AI summary
Lucid berencana untuk memasuki pasar kendaraan otonom pribadi dengan teknologi dari Nvidia. Biaya peralatan untuk kendaraan otonom mulai menurun, memungkinkan kemungkinan penjualan kepada konsumen biasa. Lucid juga berkolaborasi dengan Uber untuk menyediakan kendaraan robotaxi pada tahun 2026. Lucid Motors mengumumkan rencana untuk menjual mobil listrik otonom Level 4 yang dapat dimiliki secara pribadi, dengan teknologi bantuan dari Nvidia.
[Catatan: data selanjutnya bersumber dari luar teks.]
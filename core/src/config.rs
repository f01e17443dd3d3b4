use serde::{Deserialize, Serialize};

/// Engine configuration.
#[derive(Debug, Clone, PartialEq, Serialize, Deserialize)]
#[serde(default, rename_all = "camelCase")]
pub struct Config {
    /// How many cascaded updates (updates queued by observers while propagating) a single
    /// top-level update may trigger before propagation gives up.
    pub max_cascade_updates: usize,

    /// Iterator name for list items when a list does not declare one.
    pub default_iterator_name: String,

    /// How many items a list binds before the host reports its visible range.
    pub initial_window: usize,
}

impl Default for Config {
    fn default() -> Self {
        Config {
            max_cascade_updates: 64,
            default_iterator_name: "item".to_owned(),
            initial_window: 10,
        }
    }
}

impl Config {
    /// Loads a configuration from JSON. Missing fields take their defaults.
    pub fn from_json(json: &str) -> Result<Config, serde_json::Error> {
        serde_json::from_str(json)
    }
}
Saat ini, kendaraan otonom Level 4 milik pribadi masih jarang dan penuh tantangan teknis, tetapi pengurangan biaya sensor membantu untuk mewujudkannya.Kendaraan baru yang akan diluncurkan pada 2026 nanti akan menggunakan sistem Nvidia Drive AV, yang memungkinkan mobil mengumpulkan data dari berbagai sensor seperti kamera, lidar, dan radar. Sistem ini juga rutin diperbarui lewat pembaruan perangkat lunak dari jarak jauh.Lucid mengadopsi strategi yang mirip dengan Tesla, yaitu memanfaatkan sistem bantuan pengemudi DreamDrive Pro sebagai tahap awal menuju kendaraan sepenuhnya otonom. Model yang ada saat ini seperti sedan Air dan SUV Gravity, serta model SUV menengah yang akan datang, akan dilengkapi teknologi ini.Biaya sensor yang sebelumnya sangat mahal kini semakin terjangkau dan memungkinkan kendaraan otonom dijual untuk penggunaan pribadi, bukan cuma robotaksi milik perusahaan. Namun, teknologi ini masih diuji coba dan belum terbukti menguntungkan sepenuhnya, sebagaimana dilihat dari pengalaman Waymo.Selain menjual kendaraan kepada pelanggan individu, Lucid juga bekerjasama dengan Uber untuk menyediakan ribuan mobil yang akan diubah menjadi robotaksi mulai tahun 2026, memperkuat posisi Lucid di ranah kendaraan otonom dan menambah diversifikasi usaha mereka.
Lucid mengambil langkah berani dengan menggabungkan teknologi Nvidia yang maju, tapi tantangan untuk menciptakan kendaraan otonom Level 4 yang benar-benar handal bagi pemilik pribadi masih besar mengingat kompleksitas pengujian dan regulasi. Walaupun biaya sensor turun, investasi besar serta jaminan keselamatan harus menjadi fokus utama agar teknologi ini dapat diterima luas.